There exist many discriminant analysis approaches, all derived from the
maximum likelihood estimate of log odds between two classes of data
assumed to be normally distributed. As required, I will describe briefly
their origin and formulation:

Recall that the MLE of samples from a normal distribution is given by:

\begin{equation}
\hat{\pi}_k = \frac{N_k}{N}
\end{equation}

\begin{equation}
\hat{\mu}_k = \frac{1}{N_k}\sum^{N_k}_{n=1}x_n
\end{equation}

\begin{equation}
\hat{\Sigma}_k = \sum^{N_k}_{n=1}(x_n - \hat \mu_k)(x_n - \hat \mu_k)^T
\end{equation}

We can express the odds using Bayes' Rule:

\begin{equation}
\frac {\hat {\pi}_k \hat {f}_k} {\hat {\pi}_j \hat {f}_j} = 1
\end{equation}

where the equality of numerator and denominator will occur at the class
boundary. We can further assume that the classes are multivariate
Gaussian. Taking logs and doing some algebra we get the QDA
discriminant:

\begin{equation}
\delta_{QDA}^{(k)}  = \log \hat \pi _k - \frac 1 2 [log |\hat \Sigma _k| + (x_n - \hat \mu_k)^T\hat \Sigma _k ^{-1}(x_n - \hat \mu_k)]
\end{equation}

The LDA discriminant follows by allowing the covariance matrix to be a
pooled covariance (weighted sum of the covariance matrices of all
classes). Then terms that don't depend on \(\hat{\mu}_k\) cancel out and
we have:

\begin{equation}
\delta_{LDA}^{(k)}  = \log \hat {\pi} _k + \hat {\mu} _k ^T \hat {\Sigma} ^{-1} x -\hat {\mu} _k ^T \hat {\Sigma} ^{-1} \hat {\mu} _k
\end{equation}

Friedman (1989) proposed Regularized Discriminant Analysis, which is
essentially a refinement of QDA in which the pooled covariance matrix
\(\hat \Sigma\) is used to smooth \(\hat \Sigma _k\) by a parameter
\(\lambda\), hence the new covariance matrix is now a convex
combination:

\begin{equation}
\tilde{\Sigma}_k(\lambda) = \lambda \hat \Sigma _k - (1-\lambda) \hat \Sigma
\end{equation}

Lastly, Ramey et al. (2016) proposed HDRDA, whose formulation is:

\begin{equation}
\tilde{\Sigma}_{HDRDA}^{(k)}(\lambda, \gamma) = \alpha \tilde{\Sigma}_k(\lambda) - \gamma I
\end{equation}

In this case if \(\alpha=1\) then we have Friedman's RDA with a
shrinkage term on the eigenvectors, which the authors define as
\emph{HDRDA Ridge}, while if \(\alpha=1-\gamma\) we have a different
algorithm which they define as \emph{HDRDA Convex}.

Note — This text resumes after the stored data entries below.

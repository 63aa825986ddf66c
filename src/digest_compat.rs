// Copyright 2024 FastLabs Developers
//
// Licensed under the Apache License, Version 2.0 (the "License");
// you may not use this file except in compliance with the License.
// You may obtain a copy of the License at
//
//     http://www.apache.org/licenses/LICENSE-2.0
//
// Unless required by applicable law or agreed to in writing, software
// distributed under the License is distributed on an "AS IS" BASIS,
// WITHOUT WARRANTIES OR CONDITIONS OF ANY KIND, either express or implied.
// See the License for the specific language governing permissions and
// limitations under the License.

//! `digest`-trait adapters over a few catalogue entries that are widely used
//! as drop-in hashes: CRC-32/ISO-HDLC, its Castagnoli sibling CRC-32C,
//! CRC-16/ARC, and CRC-64/XZ.
//!
//! These are convenience veneers over the generic [`crate::Crc`] engine for
//! callers who want to drive a CRC through the `RustCrypto` `digest` trait
//! family (e.g. as one leg of a generic `Digest` bound); deleting this module
//! loses none of the engine's own capability.

use digest::core_api::OutputSizeUser;
use digest::typenum::{U2, U4, U8};
use digest::{FixedOutput, FixedOutputReset, HashMarker, Output, Reset, Update};

use crate::engine::Crc;

macro_rules! digest_wrapper {
    ($name:ident, $template:expr, $output_size:ty, $finalize_fn:ident, $finalize_ty:ty, $one_shot:ident, $doc:expr) => {
        #[doc = $doc]
        #[derive(Clone)]
        pub struct $name {
            inner: Crc,
        }

        impl $name {
            /// Creates a new digest instance.
            pub fn new() -> Self {
                Self {
                    inner: Crc::by_name($template).expect("built-in catalogue template is always valid"),
                }
            }

            /// Retrieves the checksum without going through the `digest`
            /// trait's byte-array `Output`.
            pub fn $finalize_fn(mut self) -> $finalize_ty {
                self.inner.digest() as $finalize_ty
            }
        }

        impl Default for $name {
            fn default() -> Self {
                Self::new()
            }
        }

        impl OutputSizeUser for $name {
            type OutputSize = $output_size;
        }

        impl Update for $name {
            fn update(&mut self, data: &[u8]) {
                self.inner.update(data);
            }
        }

        impl Reset for $name {
            fn reset(&mut self) {
                self.inner.clear(None);
            }
        }

        impl FixedOutput for $name {
            fn finalize_into(self, out: &mut Output<Self>) {
                let mut inner = self.inner;
                out.copy_from_slice(&inner.digest_bytes());
            }
        }

        impl FixedOutputReset for $name {
            fn finalize_into_reset(&mut self, out: &mut Output<Self>) {
                out.copy_from_slice(&self.inner.digest_bytes());
                self.inner.clear(None);
            }
        }

        impl HashMarker for $name {}

        #[doc = concat!("One-shot helper computing [`", stringify!($name), "`] over a byte slice.")]
        pub fn $one_shot(data: &[u8]) -> $finalize_ty {
            let mut digest = $name::new();
            Update::update(&mut digest, data);
            digest.$finalize_fn()
        }
    };
}

digest_wrapper!(
    Crc32,
    "crc-32",
    U4,
    finalize_u32,
    u32,
    crc32,
    "Classic Ethernet CRC32 (a.k.a. IEEE, ISO-HDLC)."
);

digest_wrapper!(
    Crc32c,
    "crc-32-iscsi",
    U4,
    finalize_u32,
    u32,
    crc32c,
    "Castagnoli CRC32 (CRC32C), widely used by SSE4.2 instructions, NVMe, ext4, etc."
);

digest_wrapper!(
    Crc16Arc,
    "crc-16-arc",
    U2,
    finalize_u16,
    u16,
    crc16_arc,
    "CRC-16/ARC, a.k.a. CRC-16/IBM, the most commonly seen 16-bit CRC."
);

digest_wrapper!(
    Crc64Xz,
    "crc-64-xz",
    U8,
    finalize_u64,
    u64,
    crc64_xz,
    "CRC-64/XZ, used by the .xz archive format and btrfs."
);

Hence it is clear that we can do a search on \(\lambda\) and \(\gamma\)
and it is equivalent to testing the data on LDA,QDA and RDA, while also
accounting for variance in high-dimensional space with shrinkage. The
cross-validated optimum of the Accuracy error surface was found to be
\(\lambda = 0.5, \gamma=0.5, \alpha=1-\gamma\). The \(sparsediscrim\)
package (written by the authors of the paper) was used.

\begin{figure}
\centering
\includegraphics{../fig/accuracy_hdrda.png}
\caption{Parameter tuning for the HDRDA classifier)}
\end{figure}

\hypertarget{mixture-discriminant-analysis}{%
\section{Mixture Discriminant
Analysis}\label{mixture-discriminant-analysis}}

It is clear that while HDRDA performs well on the data, there is still
room for improvement. Could the error be reduced by fitting a non-linear
model? The logical extension is MDA, first proposed by Hastie and
Tibshirani (1996), which attempts to model each class as a Gaussian
Mixture Model instead of as a single Gaussian. However this model
performed poorly, as can be seen in Table 1 and Fig. 6.

\begin{figure}
\centering
\includegraphics{../fig/accuracy_mda.png}
\caption{Accuracy clearly decreases with subclasses per class for the
MDA classifier.}
\end{figure}

\hypertarget{partial-least-squares-discriminant-analysis-plsda}{%
\section{Partial Least Squares Discriminant Analysis
(PLSDA)}\label{partial-least-squares-discriminant-analysis-plsda}}

Partial Least-Squares Discriminant Analysis (PLS-DA) is a supervised
multivariate dimensionality-reduction tool {[}15{]}, {[}2{]} that has
been popular in the field of chemometrics for well over two decades
(Gottfries et al. (1995), Ståhle and Wold (1987), Perez and Narasimhan
(2018)). Chemometrics data sets are characterized by large volume, large
number of features, noise and missing data (Barker and Rayens (2003)).
Because of the difficulty in obtaining labeled data, and the large
number of features, usually \(n_k<p\), as in our case.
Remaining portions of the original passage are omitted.